▸ **Assignment**:
When every entry has been read, print each one back exactly.

▸ **Input data**:

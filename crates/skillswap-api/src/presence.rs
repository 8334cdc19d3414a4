use axum::{Extension, Json, extract::State, response::IntoResponse};

use skillswap_types::api::Claims;

use crate::auth::AppState;

/// Users with at least one live gateway connection, the caller excluded.
pub async fn list_online(
    State(state): State<AppState>,
    Extension(claims): Extension<Claims>,
) -> impl IntoResponse {
    Json(state.registry.list_online(claims.sub))
}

▸ **Exercise result**:
filename crates/skillswap-api/src/presence.rs
repository 8334cdc19d3414a4
use axum::{Extension, Json, extract::State, response::IntoResponse};

use skillswap_types::api::Claims;

use crate::auth::AppState;

/// Users with at least one live gateway connection, the caller excluded.
pub async fn list_online(
    State(state): State<AppState>,
    Extension(claims): Extension<Claims>,
) -> impl IntoResponse {
    Json(state.registry.list_online(claims.sub))
}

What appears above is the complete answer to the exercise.